RECORD EXTRACTS:
***

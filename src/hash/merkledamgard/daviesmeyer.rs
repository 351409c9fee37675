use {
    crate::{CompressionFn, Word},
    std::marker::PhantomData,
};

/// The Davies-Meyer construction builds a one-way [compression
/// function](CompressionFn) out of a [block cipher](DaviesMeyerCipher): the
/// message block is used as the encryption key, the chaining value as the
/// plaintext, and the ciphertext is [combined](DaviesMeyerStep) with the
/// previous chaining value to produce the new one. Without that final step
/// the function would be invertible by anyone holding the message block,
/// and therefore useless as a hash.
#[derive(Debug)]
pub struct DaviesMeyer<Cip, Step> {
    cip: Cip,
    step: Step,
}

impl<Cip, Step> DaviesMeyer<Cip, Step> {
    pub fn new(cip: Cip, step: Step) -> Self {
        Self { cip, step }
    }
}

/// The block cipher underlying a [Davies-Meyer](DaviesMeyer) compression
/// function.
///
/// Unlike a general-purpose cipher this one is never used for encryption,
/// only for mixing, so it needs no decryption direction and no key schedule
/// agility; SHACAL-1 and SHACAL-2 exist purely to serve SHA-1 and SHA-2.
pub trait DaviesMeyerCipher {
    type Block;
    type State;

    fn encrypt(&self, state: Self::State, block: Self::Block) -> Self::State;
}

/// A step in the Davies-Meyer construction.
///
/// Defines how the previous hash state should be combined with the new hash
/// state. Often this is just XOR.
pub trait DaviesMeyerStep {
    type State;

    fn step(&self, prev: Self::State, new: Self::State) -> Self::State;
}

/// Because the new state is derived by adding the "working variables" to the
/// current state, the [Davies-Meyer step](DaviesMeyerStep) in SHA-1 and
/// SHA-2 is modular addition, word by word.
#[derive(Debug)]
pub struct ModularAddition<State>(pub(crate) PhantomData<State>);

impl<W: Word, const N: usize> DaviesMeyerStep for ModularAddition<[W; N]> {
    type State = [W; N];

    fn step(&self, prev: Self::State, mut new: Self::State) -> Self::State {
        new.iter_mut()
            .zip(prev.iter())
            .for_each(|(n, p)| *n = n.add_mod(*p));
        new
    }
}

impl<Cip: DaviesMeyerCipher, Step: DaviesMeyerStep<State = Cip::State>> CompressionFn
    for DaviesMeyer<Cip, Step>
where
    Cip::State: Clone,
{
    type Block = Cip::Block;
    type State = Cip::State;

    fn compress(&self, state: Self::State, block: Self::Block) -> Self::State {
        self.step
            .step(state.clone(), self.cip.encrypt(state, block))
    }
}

***

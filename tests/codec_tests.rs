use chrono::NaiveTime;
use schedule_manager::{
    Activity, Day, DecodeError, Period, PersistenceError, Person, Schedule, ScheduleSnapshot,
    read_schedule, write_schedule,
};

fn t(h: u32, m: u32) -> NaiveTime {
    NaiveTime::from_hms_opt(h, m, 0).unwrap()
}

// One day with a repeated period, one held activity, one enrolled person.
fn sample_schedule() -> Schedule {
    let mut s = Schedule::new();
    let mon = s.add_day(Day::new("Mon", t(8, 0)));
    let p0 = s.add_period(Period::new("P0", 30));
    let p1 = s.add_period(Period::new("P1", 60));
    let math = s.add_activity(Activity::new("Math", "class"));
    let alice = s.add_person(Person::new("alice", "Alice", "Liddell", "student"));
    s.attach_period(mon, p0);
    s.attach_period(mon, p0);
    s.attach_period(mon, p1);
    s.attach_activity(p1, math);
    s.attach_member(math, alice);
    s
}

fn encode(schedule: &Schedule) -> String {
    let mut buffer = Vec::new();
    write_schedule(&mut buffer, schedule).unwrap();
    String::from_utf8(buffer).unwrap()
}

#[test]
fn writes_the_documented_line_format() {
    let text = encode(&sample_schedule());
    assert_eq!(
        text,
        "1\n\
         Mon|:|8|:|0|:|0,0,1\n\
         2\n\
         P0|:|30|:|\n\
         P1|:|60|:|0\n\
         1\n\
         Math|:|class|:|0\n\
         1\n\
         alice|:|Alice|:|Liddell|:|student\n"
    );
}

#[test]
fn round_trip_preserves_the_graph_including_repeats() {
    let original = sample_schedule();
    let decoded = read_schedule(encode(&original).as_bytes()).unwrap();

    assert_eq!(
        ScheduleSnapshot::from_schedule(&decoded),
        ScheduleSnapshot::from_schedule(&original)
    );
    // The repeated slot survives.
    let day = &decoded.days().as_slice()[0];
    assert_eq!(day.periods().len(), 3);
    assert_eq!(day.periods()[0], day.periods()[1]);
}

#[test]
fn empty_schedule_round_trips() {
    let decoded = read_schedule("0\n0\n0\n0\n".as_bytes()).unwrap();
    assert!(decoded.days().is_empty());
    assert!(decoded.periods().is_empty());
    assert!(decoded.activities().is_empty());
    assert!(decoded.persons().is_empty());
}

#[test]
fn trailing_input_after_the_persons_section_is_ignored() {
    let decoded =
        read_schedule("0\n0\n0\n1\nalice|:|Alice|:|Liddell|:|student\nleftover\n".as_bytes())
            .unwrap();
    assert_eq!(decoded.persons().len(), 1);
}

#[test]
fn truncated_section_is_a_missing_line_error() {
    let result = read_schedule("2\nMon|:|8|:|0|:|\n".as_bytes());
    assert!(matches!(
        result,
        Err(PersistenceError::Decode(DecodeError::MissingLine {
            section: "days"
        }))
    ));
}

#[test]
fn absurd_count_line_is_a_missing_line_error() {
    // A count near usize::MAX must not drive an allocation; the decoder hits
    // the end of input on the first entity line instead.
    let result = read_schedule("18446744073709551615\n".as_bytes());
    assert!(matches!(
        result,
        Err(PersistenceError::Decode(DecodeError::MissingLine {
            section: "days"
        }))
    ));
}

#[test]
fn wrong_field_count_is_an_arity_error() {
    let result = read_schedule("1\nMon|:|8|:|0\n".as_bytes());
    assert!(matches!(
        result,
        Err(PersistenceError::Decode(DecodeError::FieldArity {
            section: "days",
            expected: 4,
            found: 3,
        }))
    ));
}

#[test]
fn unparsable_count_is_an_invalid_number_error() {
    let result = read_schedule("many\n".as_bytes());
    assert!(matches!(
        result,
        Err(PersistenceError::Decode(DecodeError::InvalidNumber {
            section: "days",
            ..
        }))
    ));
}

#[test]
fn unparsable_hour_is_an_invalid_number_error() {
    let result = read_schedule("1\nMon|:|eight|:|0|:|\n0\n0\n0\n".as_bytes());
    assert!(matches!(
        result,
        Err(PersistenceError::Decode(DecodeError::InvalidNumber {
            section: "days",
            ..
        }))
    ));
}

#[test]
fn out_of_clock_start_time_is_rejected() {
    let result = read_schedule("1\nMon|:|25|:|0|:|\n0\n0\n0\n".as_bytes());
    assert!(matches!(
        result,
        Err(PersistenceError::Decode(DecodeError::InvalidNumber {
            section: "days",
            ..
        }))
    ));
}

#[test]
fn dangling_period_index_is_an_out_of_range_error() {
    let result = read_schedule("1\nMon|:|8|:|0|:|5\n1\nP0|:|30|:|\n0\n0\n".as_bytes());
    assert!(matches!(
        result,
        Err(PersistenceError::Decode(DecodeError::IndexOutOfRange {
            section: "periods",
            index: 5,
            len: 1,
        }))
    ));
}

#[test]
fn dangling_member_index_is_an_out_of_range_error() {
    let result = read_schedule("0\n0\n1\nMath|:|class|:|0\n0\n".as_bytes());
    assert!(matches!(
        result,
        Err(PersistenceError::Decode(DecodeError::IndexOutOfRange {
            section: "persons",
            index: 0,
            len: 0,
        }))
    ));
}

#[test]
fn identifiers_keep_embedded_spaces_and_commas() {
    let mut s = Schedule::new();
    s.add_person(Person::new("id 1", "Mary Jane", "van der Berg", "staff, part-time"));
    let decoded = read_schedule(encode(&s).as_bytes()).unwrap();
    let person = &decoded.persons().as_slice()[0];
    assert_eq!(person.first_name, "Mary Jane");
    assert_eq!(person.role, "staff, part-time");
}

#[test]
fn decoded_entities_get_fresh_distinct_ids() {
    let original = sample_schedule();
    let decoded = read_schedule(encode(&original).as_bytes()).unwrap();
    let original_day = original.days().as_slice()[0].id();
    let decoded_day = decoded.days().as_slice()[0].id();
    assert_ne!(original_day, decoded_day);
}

***

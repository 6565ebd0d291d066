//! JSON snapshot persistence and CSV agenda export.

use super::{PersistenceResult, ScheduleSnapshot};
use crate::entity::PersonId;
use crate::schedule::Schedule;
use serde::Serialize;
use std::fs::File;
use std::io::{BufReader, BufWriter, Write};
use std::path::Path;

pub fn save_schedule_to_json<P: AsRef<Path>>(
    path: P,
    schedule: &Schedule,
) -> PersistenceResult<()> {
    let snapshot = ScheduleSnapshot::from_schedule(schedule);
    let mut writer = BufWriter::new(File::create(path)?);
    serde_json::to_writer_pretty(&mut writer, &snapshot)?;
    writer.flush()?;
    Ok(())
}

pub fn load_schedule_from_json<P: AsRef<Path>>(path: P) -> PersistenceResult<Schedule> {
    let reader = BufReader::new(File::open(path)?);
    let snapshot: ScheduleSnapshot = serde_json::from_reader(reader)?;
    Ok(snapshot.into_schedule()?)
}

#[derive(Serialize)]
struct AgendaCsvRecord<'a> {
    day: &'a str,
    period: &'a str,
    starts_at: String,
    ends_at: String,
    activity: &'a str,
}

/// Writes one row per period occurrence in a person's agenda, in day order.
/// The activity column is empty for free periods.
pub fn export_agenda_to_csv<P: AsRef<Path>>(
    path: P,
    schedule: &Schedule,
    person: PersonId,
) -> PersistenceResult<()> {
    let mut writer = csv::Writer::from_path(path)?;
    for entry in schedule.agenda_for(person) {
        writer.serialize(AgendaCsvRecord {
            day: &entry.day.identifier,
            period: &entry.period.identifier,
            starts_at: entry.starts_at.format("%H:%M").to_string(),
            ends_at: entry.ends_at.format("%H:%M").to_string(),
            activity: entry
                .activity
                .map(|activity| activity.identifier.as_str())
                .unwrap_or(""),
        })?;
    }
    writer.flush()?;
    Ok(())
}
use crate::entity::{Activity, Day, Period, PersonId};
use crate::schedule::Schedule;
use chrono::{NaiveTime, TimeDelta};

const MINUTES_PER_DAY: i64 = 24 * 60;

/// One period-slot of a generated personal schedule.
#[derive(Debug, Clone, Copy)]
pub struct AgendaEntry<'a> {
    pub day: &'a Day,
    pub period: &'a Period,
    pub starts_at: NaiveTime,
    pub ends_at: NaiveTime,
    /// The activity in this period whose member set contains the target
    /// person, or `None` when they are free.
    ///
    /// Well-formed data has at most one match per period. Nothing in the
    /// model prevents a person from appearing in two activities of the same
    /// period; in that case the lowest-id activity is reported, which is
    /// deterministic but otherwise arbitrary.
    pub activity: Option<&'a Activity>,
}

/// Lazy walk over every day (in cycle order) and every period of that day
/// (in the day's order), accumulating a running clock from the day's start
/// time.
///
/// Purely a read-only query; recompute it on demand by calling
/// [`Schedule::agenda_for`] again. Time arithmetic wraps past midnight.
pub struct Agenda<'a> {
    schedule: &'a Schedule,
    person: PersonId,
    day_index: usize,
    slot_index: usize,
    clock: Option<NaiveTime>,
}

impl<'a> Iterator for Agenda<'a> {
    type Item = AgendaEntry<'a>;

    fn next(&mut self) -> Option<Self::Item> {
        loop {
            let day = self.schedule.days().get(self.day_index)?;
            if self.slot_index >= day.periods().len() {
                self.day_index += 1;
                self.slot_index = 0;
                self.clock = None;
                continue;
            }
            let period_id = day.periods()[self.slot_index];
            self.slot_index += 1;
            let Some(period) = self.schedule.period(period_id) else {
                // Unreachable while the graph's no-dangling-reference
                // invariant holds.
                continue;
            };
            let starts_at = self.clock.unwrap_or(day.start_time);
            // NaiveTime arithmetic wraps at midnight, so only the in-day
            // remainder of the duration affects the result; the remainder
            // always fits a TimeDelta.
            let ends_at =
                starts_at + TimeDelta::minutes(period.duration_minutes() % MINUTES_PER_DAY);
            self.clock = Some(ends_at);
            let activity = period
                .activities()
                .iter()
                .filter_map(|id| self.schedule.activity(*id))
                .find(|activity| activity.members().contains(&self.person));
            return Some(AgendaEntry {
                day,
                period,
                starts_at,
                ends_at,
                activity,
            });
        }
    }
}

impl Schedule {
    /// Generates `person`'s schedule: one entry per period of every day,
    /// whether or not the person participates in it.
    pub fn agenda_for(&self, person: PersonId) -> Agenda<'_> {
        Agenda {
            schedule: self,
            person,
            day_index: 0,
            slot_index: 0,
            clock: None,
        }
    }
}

***

WHAT IS REQUIRED:
Show every line in the records above that contains the word "AgendaCsvRecord".

ANSWER TO THIS EXERCISE:
struct AgendaCsvRecord<'a> {
        writer.serialize(AgendaCsvRecord {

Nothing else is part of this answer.